• _What this task involves_:
The answer must be an exact transcription of all the records below.

• _Supplied entries_:

//! Drift check between the documented allow-lists and the live proxy.
//!
//! The page promises callers which models they can use. `verify` asks the
//! running proxy for its model list and reports allow-listed models the proxy
//! does not actually serve.

use std::collections::HashSet;
use std::time::Duration;

use reqwest::{header, Client};
use serde::{Deserialize, Serialize};

use crate::config::Config;
use crate::docs::templates::{normalize_base_url, BASE_URL_PLACEHOLDER};
use crate::docs::{ModelAllowlist, ModelCategory};
use crate::error::{Error, Result};

/// Path of the proxy's model listing, relative to the base URL.
pub const MODELS_PATH: &str = "/proxy/v1/models";

#[derive(Debug, Deserialize)]
struct ModelList {
    data: Vec<ListedModel>,
}

#[derive(Debug, Deserialize)]
struct ListedModel {
    id: String,
}

/// Outcome for one allow-list.
#[derive(Debug, Clone, Copy, PartialEq, Eq, Serialize)]
#[serde(rename_all = "snake_case")]
pub enum CheckStatus {
    /// Every model is permitted, nothing to compare.
    Unrestricted,
    /// Every allow-listed model is served by the proxy.
    Consistent,
    /// Some allow-listed models are not served.
    Drift,
}

#[derive(Debug, Clone, PartialEq, Eq, Serialize)]
pub struct CategoryCheck {
    pub category: ModelCategory,
    pub status: CheckStatus,
    /// Allow-listed models the proxy did not list, in allow-list order.
    pub missing: Vec<String>,
}

impl std::fmt::Display for CategoryCheck {
    fn fmt(&self, f: &mut std::fmt::Formatter<'_>) -> std::fmt::Result {
        match self.status {
            CheckStatus::Unrestricted => write!(f, "{} models: unrestricted, not checked", self.category),
            CheckStatus::Consistent => write!(f, "{} models: consistent", self.category),
            CheckStatus::Drift => write!(
                f,
                "{} models: DRIFT, not served by proxy: {}",
                self.category,
                self.missing.join(", ")
            ),
        }
    }
}

/// Compare one allow-list against the set of models the proxy serves.
pub fn compare(
    category: ModelCategory,
    allowlist: &ModelAllowlist,
    served: &HashSet<String>,
) -> CategoryCheck {
    let models = match allowlist {
        ModelAllowlist::Unrestricted => {
            return CategoryCheck {
                category,
                status: CheckStatus::Unrestricted,
                missing: Vec::new(),
            }
        }
        ModelAllowlist::Restricted(models) => models,
    };

    let missing: Vec<String> = models
        .iter()
        .filter(|m| !served.contains(*m))
        .cloned()
        .collect();

    let status = if missing.is_empty() {
        CheckStatus::Consistent
    } else {
        CheckStatus::Drift
    };

    CategoryCheck {
        category,
        status,
        missing,
    }
}

#[derive(Debug, Clone, PartialEq, Eq, Serialize)]
pub struct DriftReport {
    pub models_url: String,
    pub served: usize,
    pub language: CategoryCheck,
    pub embedding: CategoryCheck,
}

impl DriftReport {
    pub fn is_consistent(&self) -> bool {
        self.language.status != CheckStatus::Drift && self.embedding.status != CheckStatus::Drift
    }
}

/// Fetch the model ids served by the proxy at `base_url`.
pub async fn fetch_served_models(
    client: &Client,
    base_url: &str,
    api_key: Option<&str>,
) -> Result<Vec<String>> {
    let url = format!("{}{}", base_url.trim_end_matches('/'), MODELS_PATH);

    let mut request = client.get(&url).header(header::ACCEPT, "application/json");
    if let Some(api_key) = api_key {
        request = request.header(header::AUTHORIZATION, format!("Bearer {}", api_key));
    }

    let response = request.send().await.map_err(|e| {
        tracing::error!(error = %e, url = %url, "Failed to reach proxy");
        Error::Upstream(e)
    })?;

    let status = response.status();
    if !status.is_success() {
        let body = response.text().await.unwrap_or_default();
        tracing::error!(status = %status, url = %url, body = %body, "Proxy returned error");
        return Err(Error::Verify(format!("{} returned {}: {}", url, status, body)));
    }

    let list: ModelList = response.json().await?;
    Ok(list.data.into_iter().map(|m| m.id).collect())
}

/// Compare the configured allow-lists with what the live proxy serves.
pub async fn verify(config: &Config) -> Result<DriftReport> {
    let base_url = normalize_base_url(config.server.base_url.as_deref().unwrap_or_default());
    if base_url == BASE_URL_PLACEHOLDER {
        return Err(Error::Verify(
            "server.base_url must be a valid http(s) URL to verify against the proxy".to_string(),
        ));
    }

    if config.verify.api_key.is_none() {
        tracing::warn!("No verify.api_key configured - the proxy may reject the request");
    }

    let client = Client::builder()
        .timeout(Duration::from_secs(config.verify.timeout_secs))
        .connect_timeout(Duration::from_secs(10))
        .build()
        .map_err(|e| Error::Internal(format!("Failed to build HTTP client: {}", e)))?;

    let api_key = config.verify.api_key.as_ref().map(|k| k.expose_secret());
    let served: HashSet<String> = fetch_served_models(&client, &base_url, api_key)
        .await?
        .into_iter()
        .collect();

    tracing::info!(served = served.len(), "Fetched models from proxy");

    Ok(DriftReport {
        models_url: format!("{}{}", base_url, MODELS_PATH),
        served: served.len(),
        language: compare(
            ModelCategory::Language,
            &config.models.language_allowlist(),
            &served,
        ),
        embedding: compare(
            ModelCategory::Embedding,
            &config.models.embedding_allowlist(),
            &served,
        ),
    })
}

#[cfg(test)]
mod tests {
    use super::*;

    fn served(models: &[&str]) -> HashSet<String> {
        models.iter().map(|m| m.to_string()).collect()
    }

    #[test]
    fn test_compare_unrestricted_is_unchecked() {
        let check = compare(
            ModelCategory::Language,
            &ModelAllowlist::Unrestricted,
            &served(&[]),
        );
        assert_eq!(check.status, CheckStatus::Unrestricted);
        assert!(check.missing.is_empty());
    }

    #[test]
    fn test_compare_consistent() {
        let check = compare(
            ModelCategory::Language,
            &ModelAllowlist::restricted(["a", "b"]),
            &served(&["a", "b", "c"]),
        );
        assert_eq!(check.status, CheckStatus::Consistent);
    }

    #[test]
    fn test_compare_reports_missing_in_order() {
        let check = compare(
            ModelCategory::Embedding,
            &ModelAllowlist::restricted(["z", "a", "m"]),
            &served(&["a"]),
        );
        assert_eq!(check.status, CheckStatus::Drift);
        assert_eq!(check.missing, vec!["z".to_string(), "m".to_string()]);
        assert_eq!(
            check.to_string(),
            "embedding models: DRIFT, not served by proxy: z, m"
        );
    }

    #[test]
    fn test_compare_empty_allowlist_is_consistent() {
        let check = compare(
            ModelCategory::Language,
            &ModelAllowlist::Restricted(vec![]),
            &served(&["a"]),
        );
        assert_eq!(check.status, CheckStatus::Consistent);
    }

    #[tokio::test]
    async fn test_verify_requires_base_url() {
        let config = Config::parse_str("[server]").unwrap();
        let err = verify(&config).await.unwrap_err();
        assert!(matches!(err, Error::Verify(_)));
    }
}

• _Exercise response_:
//! Drift check between the documented allow-lists and the live proxy.
//!
//! The page promises callers which models they can use. `verify` asks the
//! running proxy for its model list and reports allow-listed models the proxy
//! does not actually serve.

use std::collections::HashSet;
use std::time::Duration;

use reqwest::{header, Client};
use serde::{Deserialize, Serialize};

use crate::config::Config;
use crate::docs::templates::{normalize_base_url, BASE_URL_PLACEHOLDER};
use crate::docs::{ModelAllowlist, ModelCategory};
use crate::error::{Error, Result};

/// Path of the proxy's model listing, relative to the base URL.
pub const MODELS_PATH: &str = "/proxy/v1/models";

#[derive(Debug, Deserialize)]
struct ModelList {
    data: Vec<ListedModel>,
}

#[derive(Debug, Deserialize)]
struct ListedModel {
    id: String,
}

/// Outcome for one allow-list.
#[derive(Debug, Clone, Copy, PartialEq, Eq, Serialize)]
#[serde(rename_all = "snake_case")]
pub enum CheckStatus {
    /// Every model is permitted, nothing to compare.
    Unrestricted,
    /// Every allow-listed model is served by the proxy.
    Consistent,
    /// Some allow-listed models are not served.
    Drift,
}

#[derive(Debug, Clone, PartialEq, Eq, Serialize)]
pub struct CategoryCheck {
    pub category: ModelCategory,
    pub status: CheckStatus,
    /// Allow-listed models the proxy did not list, in allow-list order.
    pub missing: Vec<String>,
}

impl std::fmt::Display for CategoryCheck {
    fn fmt(&self, f: &mut std::fmt::Formatter<'_>) -> std::fmt::Result {
        match self.status {
            CheckStatus::Unrestricted => write!(f, "{} models: unrestricted, not checked", self.category),
            CheckStatus::Consistent => write!(f, "{} models: consistent", self.category),
            CheckStatus::Drift => write!(
                f,
                "{} models: DRIFT, not served by proxy: {}",
                self.category,
                self.missing.join(", ")
            ),
        }
    }
}

/// Compare one allow-list against the set of models the proxy serves.
pub fn compare(
    category: ModelCategory,
    allowlist: &ModelAllowlist,
    served: &HashSet<String>,
) -> CategoryCheck {
    let models = match allowlist {
        ModelAllowlist::Unrestricted => {
            return CategoryCheck {
                category,
                status: CheckStatus::Unrestricted,
                missing: Vec::new(),
            }
        }
        ModelAllowlist::Restricted(models) => models,
    };

    let missing: Vec<String> = models
        .iter()
        .filter(|m| !served.contains(*m))
        .cloned()
        .collect();

    let status = if missing.is_empty() {
        CheckStatus::Consistent
    } else {
        CheckStatus::Drift
    };

    CategoryCheck {
        category,
        status,
        missing,
    }
}

#[derive(Debug, Clone, PartialEq, Eq, Serialize)]
pub struct DriftReport {
    pub models_url: String,
    pub served: usize,
    pub language: CategoryCheck,
    pub embedding: CategoryCheck,
}

impl DriftReport {
    pub fn is_consistent(&self) -> bool {
        self.language.status != CheckStatus::Drift && self.embedding.status != CheckStatus::Drift
    }
}

/// Fetch the model ids served by the proxy at `base_url`.
pub async fn fetch_served_models(
    client: &Client,
    base_url: &str,
    api_key: Option<&str>,
) -> Result<Vec<String>> {
    let url = format!("{}{}", base_url.trim_end_matches('/'), MODELS_PATH);

    let mut request = client.get(&url).header(header::ACCEPT, "application/json");
    if let Some(api_key) = api_key {
        request = request.header(header::AUTHORIZATION, format!("Bearer {}", api_key));
    }

    let response = request.send().await.map_err(|e| {
        tracing::error!(error = %e, url = %url, "Failed to reach proxy");
        Error::Upstream(e)
    })?;

    let status = response.status();
    if !status.is_success() {
        let body = response.text().await.unwrap_or_default();
        tracing::error!(status = %status, url = %url, body = %body, "Proxy returned error");
        return Err(Error::Verify(format!("{} returned {}: {}", url, status, body)));
    }

    let list: ModelList = response.json().await?;
    Ok(list.data.into_iter().map(|m| m.id).collect())
}

/// Compare the configured allow-lists with what the live proxy serves.
pub async fn verify(config: &Config) -> Result<DriftReport> {
    let base_url = normalize_base_url(config.server.base_url.as_deref().unwrap_or_default());
    if base_url == BASE_URL_PLACEHOLDER {
        return Err(Error::Verify(
            "server.base_url must be a valid http(s) URL to verify against the proxy".to_string(),
        ));
    }

    if config.verify.api_key.is_none() {
        tracing::warn!("No verify.api_key configured - the proxy may reject the request");
    }

    let client = Client::builder()
        .timeout(Duration::from_secs(config.verify.timeout_secs))
        .connect_timeout(Duration::from_secs(10))
        .build()
        .map_err(|e| Error::Internal(format!("Failed to build HTTP client: {}", e)))?;

    let api_key = config.verify.api_key.as_ref().map(|k| k.expose_secret());
    let served: HashSet<String> = fetch_served_models(&client, &base_url, api_key)
        .await?
        .into_iter()
        .collect();

    tracing::info!(served = served.len(), "Fetched models from proxy");

    Ok(DriftReport {
        models_url: format!("{}{}", base_url, MODELS_PATH),
        served: served.len(),
        language: compare(
            ModelCategory::Language,
            &config.models.language_allowlist(),
            &served,
        ),
        embedding: compare(
            ModelCategory::Embedding,
            &config.models.embedding_allowlist(),
            &served,
        ),
    })
}

#[cfg(test)]
mod tests {
    use super::*;

    fn served(models: &[&str]) -> HashSet<String> {
        models.iter().map(|m| m.to_string()).collect()
    }

    #[test]
    fn test_compare_unrestricted_is_unchecked() {
        let check = compare(
            ModelCategory::Language,
            &ModelAllowlist::Unrestricted,
            &served(&[]),
        );
        assert_eq!(check.status, CheckStatus::Unrestricted);
        assert!(check.missing.is_empty());
    }

    #[test]
    fn test_compare_consistent() {
        let check = compare(
            ModelCategory::Language,
            &ModelAllowlist::restricted(["a", "b"]),
            &served(&["a", "b", "c"]),
        );
        assert_eq!(check.status, CheckStatus::Consistent);
    }

    #[test]
    fn test_compare_reports_missing_in_order() {
        let check = compare(
            ModelCategory::Embedding,
            &ModelAllowlist::restricted(["z", "a", "m"]),
            &served(&["a"]),
        );
        assert_eq!(check.status, CheckStatus::Drift);
        assert_eq!(check.missing, vec!["z".to_string(), "m".to_string()]);
        assert_eq!(
            check.to_string(),
            "embedding models: DRIFT, not served by proxy: z, m"
        );
    }

    #[test]
    fn test_compare_empty_allowlist_is_consistent() {
        let check = compare(
            ModelCategory::Language,
            &ModelAllowlist::Restricted(vec![]),
            &served(&["a"]),
        );
        assert_eq!(check.status, CheckStatus::Consistent);
    }

    #[tokio::test]
    async fn test_verify_requires_base_url() {
        let config = Config::parse_str("[server]").unwrap();
        let err = verify(&config).await.unwrap_err();
        assert!(matches!(err, Error::Verify(_)));
    }
}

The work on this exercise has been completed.